## Activity
Show all lines of the entries in which the word "crate" is found.

## Available records

= = =

use super::Workspace;
use crate::domain::{ReductionError, ReductionResult};
use std::collections::HashMap;

/// Spectrum ID <-> workspace index resolver built from one scan of a workspace.
#[derive(Debug, Clone, PartialEq, Eq)]
pub struct SpectrumIndex {
    workspace_name: String,
    spectrum_ids: Vec<u32>,
    by_spectrum: HashMap<u32, usize>,
}

impl SpectrumIndex {
    pub fn build(workspace: &Workspace) -> Self {
        let spectrum_ids = workspace
            .spectra()
            .iter()
            .map(|spectrum| spectrum.spectrum_id)
            .collect::<Vec<_>>();
        let mut by_spectrum = HashMap::with_capacity(spectrum_ids.len());
        for (workspace_index, &spectrum_id) in spectrum_ids.iter().enumerate() {
            // first occurrence wins for duplicated IDs
            by_spectrum.entry(spectrum_id).or_insert(workspace_index);
        }

        Self {
            workspace_name: workspace.name().to_string(),
            spectrum_ids,
            by_spectrum,
        }
    }

    pub fn workspace_name(&self) -> &str {
        &self.workspace_name
    }

    pub fn len(&self) -> usize {
        self.spectrum_ids.len()
    }

    pub fn is_empty(&self) -> bool {
        self.spectrum_ids.is_empty()
    }

    pub fn workspace_index(&self, spectrum_id: u32) -> ReductionResult<usize> {
        self.by_spectrum.get(&spectrum_id).copied().ok_or_else(|| {
            ReductionError::input_validation(
                "INPUT.SPECTRUM_NOT_FOUND",
                format!(
                    "spectrum {} was not found in workspace '{}'",
                    spectrum_id, self.workspace_name
                ),
            )
        })
    }

    pub fn spectrum_id(&self, workspace_index: usize) -> Option<u32> {
        self.spectrum_ids.get(workspace_index).copied()
    }
}
//! Locating, loading and summing raw Vesuvio runs.

mod loader;
mod locator;

pub use loader::{JsonRunLoader, RawPeriod, RawRunFile};
pub use locator::{DEFAULT_RUN_EXTENSION, DEFAULT_RUN_PREFIX, DirectoryRunLocator};

use crate::common::{IntervalSet, TofWindow};
use crate::domain::{ReductionError, ReductionResult};
use crate::workspace::WorkspaceGroup;
use std::path::{Path, PathBuf};

/// Detector and monitor periods of one run (or of several summed runs).
#[derive(Debug, Clone, PartialEq)]
pub struct LoadedRun {
    pub spectra: WorkspaceGroup,
    pub monitors: WorkspaceGroup,
}

pub trait RunLocator {
    fn locate(&self, run: u32) -> ReductionResult<PathBuf>;
}

pub trait RunLoader {
    /// Loads `spectra` plus the monitor spectra of the file at `path`, cropped to `tof_window`.
    fn load(
        &self,
        path: &Path,
        spectra: &IntervalSet,
        tof_window: TofWindow,
    ) -> ReductionResult<LoadedRun>;
}

/// Elementwise sum of the loaded runs. A single run is copied under `name`.
pub fn sum_runs(runs: Vec<LoadedRun>, name: &str) -> ReductionResult<LoadedRun> {
    let monitor_name = format!("{name}_monitors");
    let mut runs = runs.into_iter();
    let first = runs.next().ok_or_else(|| {
        ReductionError::input_validation("INPUT.RANGE_PARSE", "no runs were loaded to sum")
    })?;

    let mut summed = LoadedRun {
        spectra: first.spectra.renamed(name),
        monitors: first.monitors.renamed(&monitor_name),
    };
    for run in runs {
        summed = LoadedRun {
            spectra: summed.spectra.plus(&run.spectra, name)?,
            monitors: summed.monitors.plus(&run.monitors, &monitor_name)?,
        };
    }
    Ok(summed)
}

= = =

## Output below
use crate::domain::{ReductionError, ReductionResult};
use crate::common::{IntervalSet, TofWindow};
use crate::domain::{ReductionError, ReductionResult};
use crate::workspace::WorkspaceGroup;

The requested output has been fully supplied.